As usual, thanks for your time, patience and support.

On Thu, Nov 6, 2014 at 10:22 PM, Sanjeev Verma <s2.verma@samsung.com<mailto:s2.verma@samsung.com>> wrote:
Hello HelpCrypto,

It is true that FIDO is not an open organization but you can download the specs from their website.
That doens't fix the problem of restricted participation ;)

Quoting you:
> IMHO it makes sense to work closely with FIDO on specific requirements instead of looking for a parallel solution.
How could we (work closely with FIDO)?

 FIDO U2F addresses a very different use case (primarily for mobile payment or strong authentication) —it allows a user to carry a Web Key-Chain in the hardware token. It generates a public-private key pair for a Relying Party and sends the public key & a key handle to the Relying party (RP)at registration time. The Relying party identifies the key through a key handle. Later it is used for authentication between the user and the Relying party: the user first authenticates to the RP using PIN/Password and then authenticates ( second factor) to the RP by signing the challenge using the  private key.
Sure, U2F self-explain pictures are clear on this.
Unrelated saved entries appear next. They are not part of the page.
//! Permission negotiation.
//!
//! A [`Negotiator`] classifies a requested capability set against live host
//! state and picks one of three paths:
//!
//! | Classification | Action | Callback fires |
//! |----------------|--------|----------------|
//! | any fresh capability | host request for exactly the fresh subset | on the host's result |
//! | only rationale capabilities | rationale prompt, then host request for that subset | on the host's result, or at once if declined |
//! | everything granted | nothing | at once |
//!
//! Each call returns a [`Negotiation`] owning the callback and its own
//! [`RequestCode`]. The lifecycle collaborator keeps it and forwards the
//! host's asynchronous result to
//! [`Negotiation::on_request_permissions_result`]. Results tagged with any
//! other code are ignored, and the callback fires at most once.
//!
//! Callers must not run two negotiations against the same host dialog at
//! the same time; distinct codes only make stray results harmless.
//!
//! # Example
//!
//! ```rust
//! use permit_core::capability::READ_SMS;
//! use permit_core::negotiation::{Delivery, Negotiator, Outcome};
//! use permit_core::test_utils::{FakeHost, FixedProbe, ScriptedPrompter};
//!
//! let host = FakeHost::new();
//! let mut negotiator = Negotiator::new(host.clone(), FixedProbe::runtime(), ScriptedPrompter::new());
//!
//! let mut negotiation = negotiator.request_multi_permissions(vec![READ_SMS], |outcome: Outcome| {
//!     assert!(outcome.result_vector().all_granted());
//! });
//!
//! // The host asked the user; its answer arrives later
//! let (asked, code) = host.last_request().unwrap();
//! assert_eq!(asked, vec![READ_SMS]);
//! let delivery = negotiation.on_request_permissions_result(code, &asked, &[0]);
//! assert_eq!(delivery, Delivery::Delivered);
//! ```

mod negotiator;
mod outcome;
mod state;

pub use negotiator::Negotiator;
pub use outcome::{
    outcome_channel, Outcome, OutcomePath, OutcomeReceiver, OutcomeSender, PermissionGrant,
    ResultVector,
};
pub use state::{Delivery, IgnoreReason, Negotiation, NegotiationState};

use serde::{Deserialize, Serialize};

/// Largest request code hosts accept (codes are limited to 16 bits).
pub const MAX_REQUEST_CODE: i32 = 0xFFFF;

/// Correlation token binding a host request to its asynchronous result.
#[derive(Debug, Clone, Copy, PartialEq, Eq, Hash, PartialOrd, Ord, Serialize, Deserialize)]
#[serde(transparent)]
pub struct RequestCode(pub i32);

impl RequestCode {
    /// Code given to the first negotiation unless configured otherwise.
    pub const DEFAULT: RequestCode = RequestCode(123);

    pub fn value(self) -> i32 {
        self.0
    }

    pub fn is_valid(self) -> bool {
        (0..=MAX_REQUEST_CODE).contains(&self.0)
    }
}

impl Default for RequestCode {
    fn default() -> Self {
        Self::DEFAULT
    }
}

impl std::fmt::Display for RequestCode {
    fn fmt(&self, f: &mut std::fmt::Formatter<'_>) -> std::fmt::Result {
        write!(f, "{}", self.0)
    }
}

impl From<i32> for RequestCode {
    fn from(code: i32) -> Self {
        Self(code)
    }
}

/// Hands out one request code per negotiation.
///
/// Codes count up from the base and wrap to `0` after [`MAX_REQUEST_CODE`],
/// so a full cycle covers every valid code whatever the base.
#[derive(Debug, Clone)]
pub(crate) struct RequestCodes {
    next: i32,
}

impl RequestCodes {
    pub(crate) fn starting_at(base: RequestCode) -> Self {
        Self { next: base.0 }
    }

    pub(crate) fn allocate(&mut self) -> RequestCode {
        let code = RequestCode(self.next);
        self.next = if self.next >= MAX_REQUEST_CODE {
            0
        } else {
            self.next + 1
        };
        code
    }
}

#[cfg(test)]
mod tests {
    use super::*;

    #[test]
    fn test_request_codes_start_at_base() {
        let mut codes = RequestCodes::starting_at(RequestCode::DEFAULT);
        assert_eq!(codes.allocate(), RequestCode(123));
        assert_eq!(codes.allocate(), RequestCode(124));
        assert_eq!(codes.allocate(), RequestCode(125));
    }

    #[test]
    fn test_request_codes_wrap_to_zero() {
        let mut codes = RequestCodes::starting_at(RequestCode(MAX_REQUEST_CODE - 1));
        assert_eq!(codes.allocate(), RequestCode(MAX_REQUEST_CODE - 1));
        assert_eq!(codes.allocate(), RequestCode(MAX_REQUEST_CODE));
        assert_eq!(codes.allocate(), RequestCode(0));
        assert_eq!(codes.allocate(), RequestCode(1));
    }

    #[test]
    fn test_request_codes_from_max_base_stay_distinct() {
        let mut codes = RequestCodes::starting_at(RequestCode(MAX_REQUEST_CODE));
        let first = codes.allocate();
        let second = codes.allocate();
        assert_eq!(first, RequestCode(MAX_REQUEST_CODE));
        assert_ne!(first, second);
        assert!(second.is_valid());
    }

    #[test]
    fn test_request_code_validity() {
        assert!(RequestCode(0).is_valid());
        assert!(RequestCode::DEFAULT.is_valid());
        assert!(RequestCode(MAX_REQUEST_CODE).is_valid());
        assert!(!RequestCode(-1).is_valid());
        assert!(!RequestCode(MAX_REQUEST_CODE + 1).is_valid());
    }
}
You are talking about a different use case where the hardware token stores certs from different CAs to sign documents. FIDO specs currently do not address this use case.

Probably you should have a look at the email conversation that I had with Siva. I was thinking more in terms of standardizing the Web App-Plugin interface ( “pipe”) that will accommodate both FIDO use case and the use case that you are referring to.
IIUC you are refereing to UAF, isnt it?. I will have a look on it.

My point is: FIDO is really cool to login without pass/U2F, but missed (probably on purpose) the widely-used used-case of document signing.
I would love to see this included on a next version, adopted by browsers, and we using it while ending with my painful relation with Java Applets.

Thanks a lot for your kind answers

On Thu, Nov 6, 2014 at 11:46 PM, Siva Narendra <siva@tyfone.com<mailto:siva@tyfone.com>> wrote:
 Agreed. The question is where does such an effort belong within W3C. Webcrypto WG may not
 be the right place for it within W3C given the WG's charter. The "pipe" maybe best done in a
 stand alone WG only because there are various efforts including unfinished ones such as the
 Gemalto+Deutsche Telecom's SE API proposal to W3C.
Shall this discussion also be done at other place instead?